The Pasadena Star News, March 25, 2014
Two agencies working across county lines to transform sewage waste and green waste into a marketable product were awarded the “environmental champion” award Monday from the U.S. Environmental Protection Agency.
The Los Angeles County Sanitation Districts, based in north Whittier, and the Inland Empire Utilities Agency, a Chino-based municipal water agency, received recognition for a joint recycling project that has recycled more than 1 million tons of green waste and biosolids and produced more than 1 million cubic yards of compost since 2007, according to the EPA’s Pacific Southwest Division.
Under the Inland Empire Regional Composting Authority, the two agencies set up a recycling plant in Rancho Cucamonga near the Fontana border that took in leftover waste from waste-water recycling in Los Angeles County and food, yard waste and wood waste from the Inland Empire.
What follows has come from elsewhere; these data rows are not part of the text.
//! Error taxonomy (§7). Each component owns a narrow error enum; the control
//! API is the single place that maps these onto HTTP status codes.

use thiserror::Error;

use crate::model::ExchangeId;

#[derive(Debug, Error)]
pub enum StoreError {
	#[error("storage unavailable: {0}")]
	StorageUnavailable(#[from] sqlx::Error),
	#[error("exchange not found: {0}")]
	NotFound(ExchangeId),
	#[error("exchange already exists: {0}")]
	Conflict(ExchangeId),
	#[error("field could not be encoded: {0}")]
	Serialisation(#[from] serde_json::Error),
}

#[derive(Debug, Error)]
pub enum CertError {
	#[error("signer exited with failure for host {host}: {detail}")]
	SignerFailed { host: String, detail: String },
	#[error("failed to load certificate material for host {host}: {detail}")]
	LoadFailed { host: String, detail: String },
	#[error("certificate for host {host} failed validation: {reason}")]
	InvalidCertificate { host: String, reason: String },
	#[error("io error: {0}")]
	Io(#[from] std::io::Error),
}

#[derive(Debug, Error)]
pub enum ProxyError {
	#[error("client disconnected")]
	ClientDisconnect,
	#[error("upstream error: {0}")]
	UpstreamError(String),
	#[error("upstream request timed out")]
	UpstreamTimeout,
	#[error(transparent)]
	Store(#[from] StoreError),
	#[error(transparent)]
	Cert(#[from] CertError),
	#[error("request body exceeded the configured limit")]
	BodyTooLarge,
}

#[derive(Debug, Error)]
pub enum ReplayError {
	#[error("exchange not found: {0}")]
	NotFound(ExchangeId),
	#[error("exchange is missing scheme or host and cannot be replayed")]
	Malformed,
	#[error("upstream error: {0}")]
	UpstreamError(String),
	#[error("storage unavailable: {0}")]
	StorageUnavailable(String),
}

#[derive(Debug, Error)]
pub enum ScanError {
	#[error("exchange not found: {0}")]
	NotFound(ExchangeId),
	#[error("storage unavailable: {0}")]
	StorageUnavailable(String),
}

impl From<StoreError> for ReplayError {
	fn from(e: StoreError) -> Self {
		match e {
			StoreError::NotFound(id) => ReplayError::NotFound(id),
			other => ReplayError::StorageUnavailable(other.to_string()),
		}
	}
}

impl From<StoreError> for ScanError {
	fn from(e: StoreError) -> Self {
		match e {
			StoreError::NotFound(id) => ScanError::NotFound(id),
			other => ScanError::StorageUnavailable(other.to_string()),
		}
	}
}
//! The canonical data model captured traffic is reduced to (§3 of the design).

use std::collections::BTreeMap;
use std::sync::atomic::{AtomicU64, Ordering};

use chrono::{DateTime, Utc};
use serde::{Deserialize, Serialize};

/// Opaque, process-unique identifier for a captured exchange.
///
/// Monotonic within a process lifetime; callers must not parse or compare it
/// beyond equality.
#[derive(Debug, Clone, PartialEq, Eq, PartialOrd, Ord, Hash, Serialize, Deserialize)]
#[serde(transparent)]
pub struct ExchangeId(pub String);

impl std::fmt::Display for ExchangeId {
	fn fmt(&self, f: &mut std::fmt::Formatter<'_>) -> std::fmt::Result {
		f.write_str(&self.0)
	}
}

static NEXT_ID: AtomicU64 = AtomicU64::new(1);

impl ExchangeId {
	/// Mints the next id for this process. Sequential and opaque: callers
	/// must treat it as an unstructured string.
	pub fn next() -> Self {
		let n = NEXT_ID.fetch_add(1, Ordering::Relaxed);
		ExchangeId(format!("{n:016x}"))
	}
}

pub type ParamMap = BTreeMap<String, String>;

#[derive(Debug, Clone, Serialize, Deserialize)]
#[serde(rename_all = "snake_case")]
pub struct CanonicalRequest {
	pub method: String,
	pub scheme: String,
	pub host: String,
	pub path: String,
	pub query_params: ParamMap,
	pub headers: ParamMap,
	pub cookies: ParamMap,
	pub form_params: ParamMap,
	#[serde(with = "base64_bytes")]
	pub raw_body: Vec<u8>,
}

#[derive(Debug, Clone, Serialize, Deserialize)]
#[serde(rename_all = "snake_case")]
pub struct CanonicalResponse {
	pub status_code: u16,
	pub status_text: String,
	pub headers: ParamMap,
	#[serde(with = "base64_bytes")]
	pub body: Vec<u8>,
}

#[derive(Debug, Clone, Serialize, Deserialize)]
#[serde(rename_all = "snake_case")]
pub struct CapturedExchange {
	pub id: ExchangeId,
	pub captured_at: DateTime<Utc>,
	pub request: CanonicalRequest,
	pub response: Option<CanonicalResponse>,
}

#[derive(Debug, Clone, Copy, PartialEq, Eq, PartialOrd, Ord, Serialize, Deserialize)]
#[serde(rename_all = "PascalCase")]
pub enum Severity {
	None,
	Low,
	Medium,
	High,
}

#[derive(Debug, Clone, Serialize, Deserialize)]
#[serde(rename_all = "snake_case")]
pub struct Finding {
	#[serde(rename = "type")]
	pub kind: String,
	pub description: String,
	pub severity: Severity,
}

/// A per-host leaf certificate minted by the certificate factory.
#[derive(Debug, Clone)]
pub struct HostCert {
	pub host: String,
	pub leaf_cert_chain: Vec<rustls_pki_types::CertificateDer<'static>>,
	pub private_key: rustls_pki_types::PrivateKeyDer<'static>,
	pub not_after: DateTime<Utc>,
}

mod base64_bytes {
	use base64::Engine;
	use base64::engine::general_purpose::STANDARD;
	use serde::{Deserialize, Deserializer, Serializer};

	pub fn serialize<S: Serializer>(bytes: &[u8], s: S) -> Result<S::Ok, S::Error> {
		s.serialize_str(&STANDARD.encode(bytes))
	}

	pub fn deserialize<'de, D: Deserializer<'de>>(d: D) -> Result<Vec<u8>, D::Error> {
		let s = String::deserialize(d)?;
		STANDARD.decode(s.as_bytes()).map_err(serde::de::Error::custom)
	}
}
The plant produces a “commercially-valuable compost material,” according to the EPA.
All recycling is done under strict air quality regulations. The IERCA has been able to capture ammonia and volatile organic compound emissions before they are released into the air and form smog, according to the EPA. These emissions also make up particulates or PM-10, a more recent form of air pollution
found to cause heart disease and premature deaths.
“The Inland Empire Regional Composting Authority is honored to receive the EPA Environmental Award for its landmark composting project in Southern California,” said Jon Blickenstaff, a former La Verne mayor and the current IERCA board chairman.
The award was handed out at the Solid Waste Association of North America’s Zero Waste Conference in Monterey.